BIG Festival, em 2019: este ano, a ideia é trazer experimentação de jogos, debates e rodadas de negócios para evento digital multiplataforma (BIG Festival/Divulgação)

Navegar em eventos online tem sido um desafio em um mundo onde realizá-los fisicamente se tornou impossível. A CES, maior feira de tecnologia do mundo, tradicionalmente realizada em Las Vegas, foi descrita como difícil de acompanhar, e cheia de apresentações e salas de conferência em vídeo e baixa integração.

Mas o BIG Festival, maior festival independente de games da América Latina, está disposto a tentar e tem um plano para fazer um evento online diferente de qualquer outro.

O festival, que acontece entre os dias 3 e 9 de maio, terá participação de desenvolvedoras nacionais e internacionais de jogos, plataformas e até uma parceria inédita no Brasil com o Discord, canal de comunicação bastante utilizado pela comunidade gamer. Todo o evento é gratuito, à exceção das rodadas de negócio, e o cadastro pode ser feito pelo site.

“Estamos redesenhando o evento do zero. Temos a experiência do evento físico, mas o desafio é como transportar os aspectos essenciais do BIG para o ambiente online”, afirma Gustavo Steinberg, idealizador do festival.

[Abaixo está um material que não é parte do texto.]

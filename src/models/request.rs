//! Request payloads

use crate::core::constants::media_type;
use anyhow::{Context, Result};
use serde::{Deserialize, Serialize};
use std::path::Path;

/// A resume file to upload as the single multipart field
#[derive(Debug, Clone, PartialEq, Eq)]
pub struct UploadRequest {
    pub bytes: Vec<u8>,
    pub file_name: String,
    pub media_type: String,
}

impl UploadRequest {
    pub fn new(
        bytes: Vec<u8>,
        file_name: impl Into<String>,
        media_type: impl Into<String>,
    ) -> Self {
        Self {
            bytes,
            file_name: file_name.into(),
            media_type: media_type.into(),
        }
    }

    /// Read a file from disk, inferring its media type from the extension
    ///
    /// # Errors
    ///
    /// Returns error if the file cannot be read
    pub async fn from_path<P: AsRef<Path>>(path: P) -> Result<Self> {
        let path = path.as_ref();
        let bytes = tokio::fs::read(path)
            .await
            .with_context(|| format!("Failed to read file: {}", path.display()))?;
        let file_name = path
            .file_name()
            .map(|name| name.to_string_lossy().into_owned())
            .unwrap_or_else(|| "resume".to_string());

        Ok(Self::new(bytes, file_name, media_type_for(path)))
    }
}

/// Media type for a resume file, by extension
///
/// Unknown extensions are sent as `application/octet-stream`; the backend
/// decides whether it accepts them.
pub fn media_type_for(path: &Path) -> &'static str {
    let extension = path
        .extension()
        .map(|ext| ext.to_string_lossy().to_lowercase());

    match extension.as_deref() {
        Some("pdf") => media_type::PDF,
        Some("docx") => media_type::DOCX,
        _ => media_type::OCTET_STREAM,
    }
}

/// Body of `POST /api/role/analyze`
#[derive(Debug, Clone, PartialEq, Eq, Serialize, Deserialize)]
pub struct AnalyzeRequest {
    pub resume_id: String,
    pub role: String,
}

impl AnalyzeRequest {
    pub fn new(resume_id: impl Into<String>, role: impl Into<String>) -> Self {
        Self {
            resume_id: resume_id.into(),
            role: role.into(),
        }
    }
}

#[cfg(test)]
mod tests {
    use super::*;
    use serde_json::json;
    use std::io::Write;

    #[test]
    fn test_media_type_for_known_extensions() {
        assert_eq!(media_type_for(Path::new("cv.pdf")), media_type::PDF);
        assert_eq!(media_type_for(Path::new("CV.DOCX")), media_type::DOCX);
        assert_eq!(media_type_for(Path::new("cv.txt")), media_type::OCTET_STREAM);
        assert_eq!(media_type_for(Path::new("resume")), media_type::OCTET_STREAM);
    }

    #[test]
    fn test_analyze_request_serialization() {
        let request = AnalyzeRequest::new("r1", "Senior Software Engineer");
        let value = serde_json::to_value(&request).unwrap();
        assert_eq!(value, json!({"resume_id": "r1", "role": "Senior Software Engineer"}));
    }

    #[test]
    fn test_analyze_request_keeps_empty_role() {
        let value = serde_json::to_value(AnalyzeRequest::new("r1", "")).unwrap();
        assert_eq!(value["role"], json!(""));
    }

    #[tokio::test]
    async fn test_upload_request_from_path() {
        let mut file = tempfile::Builder::new().suffix(".pdf").tempfile().unwrap();
        file.write_all(b"%PDF-1.4 fake").unwrap();
        file.flush().unwrap();

        let request = UploadRequest::from_path(file.path()).await.unwrap();
        assert_eq!(request.bytes, b"%PDF-1.4 fake");
        assert_eq!(request.media_type, media_type::PDF);
        assert!(request.file_name.ends_with(".pdf"));
    }

    #[tokio::test]
    async fn test_upload_request_missing_file() {
        let dir = tempfile::tempdir().unwrap();
        let result = UploadRequest::from_path(dir.path().join("missing.docx")).await;
        assert!(result.is_err());
    }
}
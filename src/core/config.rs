//! Client configuration management
//!
//! This module resolves the backend base URL from its layered sources and
//! loads the optional TOML configuration file. Resolution happens once, at
//! startup; the resulting `ClientConfig` is passed explicitly to
//! `ApiClient::new` and never re-read per request.

use crate::core::constants::{DEFAULT_CONFIG_FILE, env};
use anyhow::{Context, Result, bail};
use serde::Deserialize;
use std::fs;
use std::path::{Path, PathBuf};

/// Default logging level
const DEFAULT_LOG_LEVEL: &str = "info";

/// Raw base URL candidates, highest precedence first
#[derive(Debug, Clone, Default, PartialEq, Eq)]
pub struct EndpointSources {
    /// Runtime-injected override (CLI flag or config file)
    pub injected: Option<String>,
    /// Primary environment variable
    pub primary: Option<String>,
    /// Legacy environment variable
    pub legacy: Option<String>,
}

impl EndpointSources {
    /// Read the environment-backed sources from the process environment
    pub fn from_env(injected: Option<String>) -> Self {
        Self::from_lookup(injected, |name| std::env::var(name).ok())
    }

    /// Read the environment-backed sources through `lookup`
    pub fn from_lookup<F>(injected: Option<String>, lookup: F) -> Self
    where
        F: Fn(&str) -> Option<String>,
    {
        Self {
            injected,
            primary: lookup(env::BASE_URL),
            legacy: lookup(env::LEGACY_BASE_URL),
        }
    }
}

/// Pick the first non-blank source and normalize it
///
/// Falls back to the empty string, meaning "same origin" (relative URLs).
/// Never fails; the result depends only on `sources`.
pub fn resolve_base_url(sources: &EndpointSources) -> String {
    [&sources.injected, &sources.primary, &sources.legacy]
        .into_iter()
        .flatten()
        .find(|value| !value.trim().is_empty())
        .map(|value| normalize_base_url(value.as_str()))
        .unwrap_or_default()
}

/// Trim surrounding whitespace and strip exactly one trailing `/`
pub fn normalize_base_url(raw: &str) -> String {
    let trimmed = raw.trim();
    trimmed.strip_suffix('/').unwrap_or(trimmed).to_string()
}

#[derive(Debug, Clone, Deserialize, Default)]
pub struct ApiConfig {
    #[serde(default)]
    pub base_url: Option<String>,
    #[serde(default)]
    pub timeout_secs: Option<u64>,
}

#[derive(Debug, Clone, Deserialize, Default)]
pub struct LoggingConfig {
    #[serde(default)]
    pub level: Option<String>,
}

/// Contents of the optional `skill-judge.toml`
#[derive(Debug, Clone, Deserialize, Default)]
pub struct TomlConfig {
    #[serde(default)]
    pub api: ApiConfig,
    #[serde(default)]
    pub logging: LoggingConfig,
}

impl TomlConfig {
    /// Load configuration from a TOML file
    ///
    /// # Errors
    ///
    /// Returns error if the file cannot be read or parsed
    pub fn from_file<P: AsRef<Path>>(path: P) -> Result<Self> {
        let path = path.as_ref();
        let content = fs::read_to_string(path)
            .with_context(|| format!("Failed to read configuration file {}", path.display()))?;
        Self::parse(&content)
    }

    pub fn parse(content: &str) -> Result<Self> {
        let config: TomlConfig =
            toml::from_str(content).context("Failed to parse TOML configuration")?;

        if config.api.timeout_secs == Some(0) {
            bail!("api.timeout_secs must be greater than zero");
        }

        Ok(config)
    }
}

/// Resolved client configuration
#[derive(Debug, Clone, PartialEq, Eq)]
pub struct ClientConfig {
    /// Normalized base URL; empty means same-origin relative requests
    pub base_url: String,

    /// Optional transport timeout in seconds; `None` means no timeout
    pub timeout_secs: Option<u64>,

    /// Logging level for the binary's subscriber
    pub log_level: String,
}

impl ClientConfig {
    /// Configuration pointing at `base_url`, with defaults elsewhere
    pub fn new(base_url: &str) -> Self {
        Self {
            base_url: normalize_base_url(base_url),
            timeout_secs: None,
            log_level: DEFAULT_LOG_LEVEL.to_string(),
        }
    }

    /// Combine a parsed config file, a CLI override and the environment
    ///
    /// The CLI override beats `[api].base_url`; together they form the
    /// runtime-injected source ahead of the environment variables.
    pub fn resolve<F>(file: TomlConfig, cli_base_url: Option<String>, lookup: F) -> Self
    where
        F: Fn(&str) -> Option<String>,
    {
        let injected = cli_base_url
            .filter(|value| !value.trim().is_empty())
            .or(file.api.base_url);
        let log_level = file
            .logging
            .level
            .or_else(|| lookup(env::LOG_LEVEL))
            .unwrap_or_else(|| DEFAULT_LOG_LEVEL.to_string());
        let sources = EndpointSources::from_lookup(injected, lookup);

        Self {
            base_url: resolve_base_url(&sources),
            timeout_secs: file.api.timeout_secs,
            log_level,
        }
    }

    /// Load configuration from the environment and the optional config file
    ///
    /// The file path comes from `config_path`, then `SKILL_JUDGE_CONFIG`,
    /// then `skill-judge.toml` in the working directory. Only the last one
    /// may be absent.
    pub fn from_env(cli_base_url: Option<String>, config_path: Option<PathBuf>) -> Result<Self> {
        let explicit = config_path
            .or_else(|| std::env::var(env::CONFIG_PATH).ok().map(PathBuf::from));

        let file = match explicit {
            Some(path) => TomlConfig::from_file(&path)?,
            None if Path::new(DEFAULT_CONFIG_FILE).exists() => {
                TomlConfig::from_file(DEFAULT_CONFIG_FILE)?
            }
            None => TomlConfig::default(),
        };

        Ok(Self::resolve(file, cli_base_url, |name| std::env::var(name).ok()))
    }

    pub fn is_same_origin(&self) -> bool {
        self.base_url.is_empty()
    }
}

#[cfg(test)]
mod tests {
    use super::*;
    use std::collections::HashMap;
    use std::io::Write;
    use tempfile::NamedTempFile;

    fn lookup_from(pairs: &[(&str, &str)]) -> impl Fn(&str) -> Option<String> {
        let vars: HashMap<String, String> = pairs
            .iter()
            .map(|(k, v)| (k.to_string(), v.to_string()))
            .collect();
        move |name: &str| vars.get(name).cloned()
    }

    fn sources(
        injected: Option<&str>,
        primary: Option<&str>,
        legacy: Option<&str>,
    ) -> EndpointSources {
        EndpointSources {
            injected: injected.map(String::from),
            primary: primary.map(String::from),
            legacy: legacy.map(String::from),
        }
    }

    #[test]
    fn test_precedence_order() {
        let all = sources(Some("https://inj"), Some("https://primary"), Some("https://legacy"));
        assert_eq!(resolve_base_url(&all), "https://inj");

        let no_injected = sources(None, Some("https://primary"), Some("https://legacy"));
        assert_eq!(resolve_base_url(&no_injected), "https://primary");

        let legacy_only = sources(None, None, Some("https://legacy"));
        assert_eq!(resolve_base_url(&legacy_only), "https://legacy");

        assert_eq!(resolve_base_url(&EndpointSources::default()), "");
    }

    #[test]
    fn test_blank_sources_are_skipped() {
        let blanks = sources(Some("   "), Some(""), Some(" https://legacy/ "));
        assert_eq!(resolve_base_url(&blanks), "https://legacy");
    }

    #[test]
    fn test_trailing_slash_normalization() {
        let with_slash = sources(Some("https://api.example.com/"), None, None);
        let without = sources(Some("https://api.example.com"), None, None);
        assert_eq!(resolve_base_url(&with_slash), resolve_base_url(&without));

        // Only one slash is stripped
        assert_eq!(
            normalize_base_url("https://api.example.com//"),
            "https://api.example.com/"
        );
        assert_eq!(
            normalize_base_url("  https://api.example.com/v1/ \n"),
            "https://api.example.com/v1"
        );
    }

    #[test]
    fn test_resolution_is_idempotent() {
        let lookup = lookup_from(&[(env::BASE_URL, "https://api.example.com/")]);
        let first = resolve_base_url(&EndpointSources::from_lookup(None, &lookup));
        let second = resolve_base_url(&EndpointSources::from_lookup(None, &lookup));
        assert_eq!(first, second);
        assert_eq!(first, "https://api.example.com");
    }

    #[test]
    fn test_from_lookup_reads_both_env_names() {
        let lookup = lookup_from(&[
            (env::BASE_URL, "https://primary"),
            (env::LEGACY_BASE_URL, "https://legacy"),
        ]);
        let sources = EndpointSources::from_lookup(None, lookup);
        assert_eq!(sources.primary.as_deref(), Some("https://primary"));
        assert_eq!(sources.legacy.as_deref(), Some("https://legacy"));
    }

    #[test]
    fn test_from_env_keeps_injected_value() {
        let sources = EndpointSources::from_env(Some("https://inj/".to_string()));
        assert_eq!(sources.injected.as_deref(), Some("https://inj/"));
        assert_eq!(resolve_base_url(&sources), "https://inj");
    }

    fn create_test_config() -> NamedTempFile {
        let mut file = NamedTempFile::new().unwrap();
        write!(
            file,
            r#"
            [api]
            base_url = "https://file.example.com/"
            timeout_secs = 30

            [logging]
            level = "debug"
        "#
        )
        .unwrap();
        file.flush().unwrap();
        file
    }

    #[test]
    fn test_load_config_file() {
        let file = create_test_config();
        let config = TomlConfig::from_file(file.path()).unwrap();
        assert_eq!(config.api.base_url.as_deref(), Some("https://file.example.com/"));
        assert_eq!(config.api.timeout_secs, Some(30));
        assert_eq!(config.logging.level.as_deref(), Some("debug"));
    }

    #[test]
    fn test_empty_config_file_uses_defaults() {
        let config = TomlConfig::parse("").unwrap();
        let resolved = ClientConfig::resolve(config, None, lookup_from(&[]));
        assert_eq!(resolved.base_url, "");
        assert!(resolved.is_same_origin());
        assert_eq!(resolved.timeout_secs, None);
        assert_eq!(resolved.log_level, "info");
    }

    #[test]
    fn test_zero_timeout_is_rejected() {
        assert!(TomlConfig::parse("[api]\ntimeout_secs = 0\n").is_err());
    }

    #[test]
    fn test_malformed_config_is_rejected() {
        assert!(TomlConfig::parse("[api\nbase_url = 1").is_err());
    }

    #[test]
    fn test_file_value_beats_environment() {
        let file = TomlConfig::from_file(create_test_config().path()).unwrap();
        let lookup = lookup_from(&[(env::BASE_URL, "https://env.example.com")]);
        let resolved = ClientConfig::resolve(file, None, lookup);
        assert_eq!(resolved.base_url, "https://file.example.com");
        assert_eq!(resolved.log_level, "debug");
    }

    #[test]
    fn test_cli_value_beats_file() {
        let file = TomlConfig::from_file(create_test_config().path()).unwrap();
        let resolved = ClientConfig::resolve(
            file,
            Some("https://cli.example.com/".to_string()),
            lookup_from(&[]),
        );
        assert_eq!(resolved.base_url, "https://cli.example.com");
    }

    #[test]
    fn test_environment_used_without_override() {
        let lookup = lookup_from(&[
            (env::LEGACY_BASE_URL, "https://legacy.example.com/"),
            (env::LOG_LEVEL, "warn"),
        ]);
        let resolved = ClientConfig::resolve(TomlConfig::default(), Some(" ".to_string()), lookup);
        assert_eq!(resolved.base_url, "https://legacy.example.com");
        assert_eq!(resolved.log_level, "warn");
    }

    #[test]
    fn test_explicit_missing_config_path_is_an_error() {
        let dir = tempfile::tempdir().unwrap();
        let missing = dir.path().join("absent.toml");
        assert!(ClientConfig::from_env(None, Some(missing)).is_err());
    }
}
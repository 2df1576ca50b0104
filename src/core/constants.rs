//! Constants for backend endpoints, configuration names and media types
//!
//! This module defines the string constants shared by the configuration
//! layer, the transport and the client.

/// Backend endpoint paths, appended to the resolved base URL
pub mod endpoint {
    /// Resume upload (multipart)
    pub const RESUME_UPLOAD: &str = "/api/resume/upload";

    /// Role readiness analysis (JSON)
    pub const ROLE_ANALYZE: &str = "/api/role/analyze";
}

/// Environment variable names
pub mod env {
    /// Primary base URL variable
    pub const BASE_URL: &str = "SKILL_JUDGE_API_BASE_URL";

    /// Legacy base URL variable, consulted after the primary one
    pub const LEGACY_BASE_URL: &str = "SKILL_JUDGE_API_URL";

    /// Path of the optional TOML configuration file
    pub const CONFIG_PATH: &str = "SKILL_JUDGE_CONFIG";

    /// Logging level used when no config file sets one
    pub const LOG_LEVEL: &str = "SKILL_JUDGE_LOG_LEVEL";
}

/// Media types used for uploads and JSON bodies
pub mod media_type {
    pub const JSON: &str = "application/json";
    pub const PDF: &str = "application/pdf";
    pub const DOCX: &str =
        "application/vnd.openxmlformats-officedocument.wordprocessingml.document";
    pub const OCTET_STREAM: &str = "application/octet-stream";
}

/// Operation names, used in logs and observer events
pub mod operation {
    pub const UPLOAD_RESUME: &str = "upload_resume";
    pub const ANALYZE_ROLE: &str = "analyze_role";
}

/// Name of the single multipart field carrying the resume file
pub const UPLOAD_FIELD_NAME: &str = "file";

/// Default configuration file looked up in the working directory
pub const DEFAULT_CONFIG_FILE: &str = "skill-judge.toml";

/// Maximum number of characters of a response body echoed in an error
pub const BODY_EXCERPT_LIMIT: usize = 150;

/// Structured message fields checked on error bodies, in order
pub const ERROR_MESSAGE_FIELDS: [&str; 3] = ["message", "detail", "error"];
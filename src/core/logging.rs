//! Logging configuration and client observability
//!
//! `init_logging` sets up the tracing subscriber for the binary. The
//! library itself never installs a subscriber; instead it reports what it
//! does through an optional `ClientObserver`.

use crate::core::error::ErrorKind;
use tracing_subscriber::{EnvFilter, layer::SubscriberExt, util::SubscriberInitExt};

/// Initialize the logging system with the specified level
///
/// `RUST_LOG` takes precedence when set. An unknown level falls back to
/// "info".
///
/// # Arguments
///
/// * `log_level` - The log level string (trace, debug, info, warning, error)
pub fn init_logging(log_level: &str) {
    let env_filter = EnvFilter::try_from_default_env()
        .unwrap_or_else(|_| EnvFilter::new(normalize_level(log_level)));

    // A second initialization (e.g. from tests) is not an error
    let _ = tracing_subscriber::registry()
        .with(env_filter)
        .with(tracing_subscriber::fmt::layer().with_writer(std::io::stderr))
        .try_init();
}

/// Map a user-supplied level onto one `EnvFilter` understands
fn normalize_level(log_level: &str) -> &'static str {
    let level = log_level
        .split_whitespace()
        .next()
        .unwrap_or("info")
        .to_lowercase();

    match level.as_str() {
        "trace" => "trace",
        "debug" => "debug",
        "info" => "info",
        "warn" | "warning" => "warn",
        "error" | "critical" => "error",
        _ => "info",
    }
}

/// Structured event emitted while a call is in flight
#[derive(Debug, Clone, PartialEq, Eq)]
pub enum ClientEvent {
    RequestStarted {
        request_id: String,
        operation: &'static str,
        url: String,
    },
    ResponseReceived {
        request_id: String,
        operation: &'static str,
        status: u16,
        body_len: usize,
    },
    /// A 2xx body was empty or not valid JSON
    ParseFailed {
        request_id: String,
        operation: &'static str,
        status: u16,
        kind: ErrorKind,
    },
    RequestFailed {
        request_id: String,
        operation: &'static str,
        kind: ErrorKind,
    },
}

/// Receiver for client events
///
/// Observers only watch: whatever they do, the call's outcome is the same
/// as without one.
pub trait ClientObserver: Send + Sync {
    fn on_event(&self, event: &ClientEvent);
}

/// Observer that forwards events to `tracing`
#[derive(Debug, Clone, Copy, Default)]
pub struct TracingObserver;

impl ClientObserver for TracingObserver {
    fn on_event(&self, event: &ClientEvent) {
        match event {
            ClientEvent::RequestStarted {
                request_id,
                operation,
                url,
            } => {
                tracing::debug!(%request_id, operation, %url, "request started");
            }
            ClientEvent::ResponseReceived {
                request_id,
                operation,
                status,
                body_len,
            } => {
                tracing::debug!(%request_id, operation, status, body_len, "response received");
            }
            ClientEvent::ParseFailed {
                request_id,
                operation,
                status,
                kind,
            } => {
                tracing::warn!(
                    %request_id,
                    operation,
                    status,
                    %kind,
                    "response body could not be parsed"
                );
            }
            ClientEvent::RequestFailed {
                request_id,
                operation,
                kind,
            } => {
                tracing::warn!(%request_id, operation, %kind, "request failed");
            }
        }
    }
}

#[cfg(test)]
mod tests {
    use super::*;

    #[test]
    fn test_normalize_level() {
        assert_eq!(normalize_level("DEBUG"), "debug");
        assert_eq!(normalize_level("warning  # noisy"), "warn");
        assert_eq!(normalize_level("critical"), "error");
        assert_eq!(normalize_level("verbose"), "info");
        assert_eq!(normalize_level(""), "info");
    }

    #[test]
    fn test_tracing_observer_accepts_every_event() {
        let observer = TracingObserver;
        observer.on_event(&ClientEvent::RequestStarted {
            request_id: "id".to_string(),
            operation: "upload_resume",
            url: "/api/resume/upload".to_string(),
        });
        observer.on_event(&ClientEvent::ParseFailed {
            request_id: "id".to_string(),
            operation: "upload_resume",
            status: 200,
            kind: ErrorKind::EmptyBody,
        });
    }
}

No ano passado, pega repentinamente pelo início da pandemia, a organização do evento optou por realizar apenas a área de interações comerciais, em que produtoras e desenvolvedoras de jogos poderiam fechar parcerias e acordos. A organização do festival transpôs as ferramentas de reuniões para o virtual e obteve sucesso com esse aspecto do evento. Desde 2012, segundo estimativas da organização, o BIG já gerou 200 milhões de dólares em negócios durante o evento.

Em 2021, a ideia é repetir esse processo, mas também trazer a área de usuários e gamers, que teve de ser deixada de lado no ano passado. Para isso, os organizadores pesquisaram o que deveria ser apresentado e como fazer isso.

O BIG este ano contará com área de palestras, rodadas de negócios, campeonatos amadores de e-sports e até um portal de empregos para permitir que os participantes possam buscar por oportunidades na área de forma organizada, não só pelos contatos durante o festival. Os estúdios de jogos deixarão os games disponíveis para ser experimentados em plataformas digitais em nuvem, à demanda dos participantes do evento.

No Discord, a ideia é simular os estandes virtuais. Gostou do jogo? Clique no botão para falar com o desenvolvedor. O usuário será direcionado, então, para o aplicativo e poderá entrar numa sala para conversar com quem fez aquele game.

“O mais importante é o conteúdo, as pessoas querem chegar no jogo. Quando selecionamos o jogo para um evento presencial o estúdio precisar levar um computador e precisa estar lá para mostrar o jogo e conversar. No festival online é a mesma coisa, é preciso estar disponível para falar no nosso servidor no Discord”, afirma Steinberg.

O mercado de games, a exemplo de outros setores que se beneficiaram de as pessoas passarem mais tempo em casa, vive um momento de crescimento. A indústria terminou o ano passado avaliada em 179 bilhões de dólares, segundo dados da consultoria IDC, com alta de 20%. É esperado que o número de pessoas jogando passe de 3 bilhões nos próximos dois anos.

De acordo com Steinberg, esse crescimento e as dinâmicas do mercado se refletem no festival, que frequentemente aborda novidades, tendências e discussões correntes no setor. Este ano, as palestras devem continuar discutindo os principais temas, como rentabilidade do mercado, games mobile, entre outros — a programação será divulgada nos próximos dias.

Steinberg, no entanto, deixa claro: o BIG Festival não é só voltado para a indústria. “Acredito que muita gente ainda não conhece o BIG ou pensa que é algo para a indústria, e não é. É um lugar para aprender sobre jogos, e tem muitas pessoas procurando isso”, disse.